Stored data entries
§ §
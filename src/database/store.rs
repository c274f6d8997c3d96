use async_trait::async_trait;

use crate::define::PlayerId;
use crate::error::StoreError;

/// 持久化存储接口
///
/// 每个系统名对应一张表，每个玩家一行，数据对存储层不透明。
#[async_trait]
pub trait DurableStore: Send + Sync {
    /// 建表（幂等）
    async fn create_table(&self, system_name: &str) -> Result<(), StoreError>;

    /// 读取玩家数据，没有记录时返回 None
    async fn load_user_data(
        &self,
        system_name: &str,
        user_id: PlayerId,
    ) -> Result<Option<Vec<u8>>, StoreError>;

    /// 写入玩家数据，已存在则覆盖
    async fn save_user_data(
        &self,
        system_name: &str,
        user_id: PlayerId,
        data: &[u8],
    ) -> Result<(), StoreError>;
}
use std::collections::HashMap;

use super::{HallUser, HallUserData};
use crate::define::PlayerId;
use crate::gate::Session;

/// 在线玩家表，调用方负责加锁
#[derive(Default)]
pub struct HallUserManager {
    users: HashMap<PlayerId, HallUser>,
}

impl HallUserManager {
    pub fn new() -> Self {
        Self::default()
    }

    /// 玩家进入大厅
    ///
    /// 已在线时保留内存中的角色数据，只替换会话，返回被顶掉的旧会话。
    pub fn on_user_login(&mut self, user_data: HallUserData, session: Session) -> Option<Session> {
        let user_id = user_data.user_id;
        match self.users.get_mut(&user_id) {
            Some(user) => {
                let previous = std::mem::replace(&mut user.session, session);
                (previous.session_id != user.session.session_id).then_some(previous)
            }
            None => {
                self.users.insert(user_id, HallUser::new(user_data, session));
                None
            }
        }
    }

    /// 玩家离开大厅，只有会话匹配时才移除
    pub fn on_user_logout(&mut self, user_id: PlayerId, session_id: &str) -> Option<HallUser> {
        let matches = self
            .users
            .get(&user_id)
            .is_some_and(|user| user.session.session_id == session_id);
        if !matches {
            return None;
        }
        self.users.remove(&user_id)
    }

    pub fn get_user(&self, user_id: PlayerId) -> Option<&HallUser> {
        self.users.get(&user_id)
    }

    pub fn get_user_mut(&mut self, user_id: PlayerId) -> Option<&mut HallUser> {
        self.users.get_mut(&user_id)
    }

    pub fn get_user_count(&self) -> usize {
        self.users.len()
    }
}

#[cfg(test)]
mod tests {
    use super::*;

    fn session_for(user_id: PlayerId) -> Session {
        let mut session = Session::new("Gate@1", None);
        session.bind(user_id);
        session
    }

    #[test]
    fn test_on_user_login_new_user_registers() {
        let mut manager = HallUserManager::new();
        let user = PlayerId(1);

        let evicted = manager.on_user_login(HallUserData::new(user, "alice"), session_for(user));
        assert!(evicted.is_none());
        assert_eq!(manager.get_user_count(), 1);
    }

    #[test]
    fn test_on_user_login_takeover_returns_old_session() {
        let mut manager = HallUserManager::new();
        let user = PlayerId(1);
        let old = session_for(user);
        let new = session_for(user);

        manager.on_user_login(HallUserData::new(user, "alice"), old.clone());
        manager.get_user_mut(user).unwrap().user_data.money = 50;

        let evicted = manager.on_user_login(HallUserData::new(user, "ignored"), new.clone());
        assert_eq!(evicted.map(|s| s.session_id), Some(old.session_id));

        let current = manager.get_user(user).unwrap();
        assert_eq!(current.session.session_id, new.session_id);
        // 内存中的角色数据不被覆盖
        assert_eq!(current.user_data.money, 50);
        assert_eq!(current.user_data.name, "alice");
        assert_eq!(manager.get_user_count(), 1);
    }

    #[test]
    fn test_on_user_login_same_session_evicts_nothing() {
        let mut manager = HallUserManager::new();
        let user = PlayerId(1);
        let session = session_for(user);

        manager.on_user_login(HallUserData::new(user, "alice"), session.clone());
        assert!(manager.on_user_login(HallUserData::new(user, "alice"), session).is_none());
    }

    #[test]
    fn test_on_user_logout_stale_session_is_ignored() {
        let mut manager = HallUserManager::new();
        let user = PlayerId(1);
        let old = session_for(user);
        let new = session_for(user);
        manager.on_user_login(HallUserData::new(user, "alice"), old.clone());
        manager.on_user_login(HallUserData::new(user, "alice"), new.clone());

        assert!(manager.on_user_logout(user, &old.session_id).is_none());
        assert!(manager.get_user(user).is_some());

        let removed = manager.on_user_logout(user, &new.session_id).unwrap();
        assert_eq!(removed.user_data.user_id, user);
        assert_eq!(manager.get_user_count(), 0);
        assert!(manager.on_user_logout(user, &new.session_id).is_none());
    }
}
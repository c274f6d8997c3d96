use std::env;
use std::time::Duration;

use crate::define::USER_DATA_ROLE;

#[derive(Debug, Clone, serde::Deserialize)]
pub struct Config {
    pub database_url: String,
    pub redis_url: String,
    pub server_host: String,
    pub server_port: u16,
    /// 下线后会话记录保留时长
    pub session_grace_secs: u64,
    /// 下线后延迟落库时长
    pub flush_delay_ms: u64,
    /// 需要落库的玩家数据系统名（即表名）
    pub user_data_systems: Vec<String>,
    pub db_max_connections: u32,
    /// 单次缓存/数据库操作超时
    pub store_timeout_secs: u64,
    pub password_hash_cost: u32,
}

impl Config {
    pub fn from_env() -> Result<Self, env::VarError> {
        dotenv::dotenv().ok();

        let user_data_systems = env::var("USER_DATA_SYSTEMS")
            .map(|v| parse_system_names(&v))
            .unwrap_or_else(|_| vec![USER_DATA_ROLE.to_string()]);

        Ok(Config {
            database_url: env::var("DATABASE_URL")?,
            redis_url: env::var("REDIS_URL")?,
            server_host: env::var("SERVER_HOST").unwrap_or_else(|_| "0.0.0.0".into()),
            server_port: parse_or("SERVER_PORT", 3000),
            session_grace_secs: parse_or("SESSION_GRACE_SECS", 600),
            flush_delay_ms: parse_or("FLUSH_DELAY_MS", 1000),
            user_data_systems,
            db_max_connections: parse_or("DB_MAX_CONNECTIONS", 10),
            store_timeout_secs: parse_or("STORE_TIMEOUT_SECS", 5),
            password_hash_cost: parse_or("PASSWORD_HASH_COST", bcrypt::DEFAULT_COST),
        })
    }

    pub fn session_grace(&self) -> Duration {
        Duration::from_secs(self.session_grace_secs)
    }

    pub fn flush_delay(&self) -> Duration {
        Duration::from_millis(self.flush_delay_ms)
    }

    pub fn store_timeout(&self) -> Duration {
        Duration::from_secs(self.store_timeout_secs)
    }
}

fn parse_or<T: std::str::FromStr>(name: &str, default: T) -> T {
    env::var(name)
        .ok()
        .and_then(|v| v.trim().parse().ok())
        .unwrap_or(default)
}

/// 解析逗号分隔的系统名，忽略空白和空项
fn parse_system_names(value: &str) -> Vec<String> {
    value
        .split(',')
        .map(str::trim)
        .filter(|name| !name.is_empty())
        .map(str::to_string)
        .collect()
}

#[cfg(test)]
mod tests {
    use super::*;

    #[test]
    fn test_parse_system_names_skips_blanks() {
        assert_eq!(
            parse_system_names(" ROLE_DATA, ,BAG_DATA ,"),
            vec!["ROLE_DATA".to_string(), "BAG_DATA".to_string()]
        );
    }
}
§ §
# THE PROBLEM
Make a copy of each line in the records that has the word "Config".

# COMPLETED TASK
pub struct Config {
impl Config {
        Ok(Config {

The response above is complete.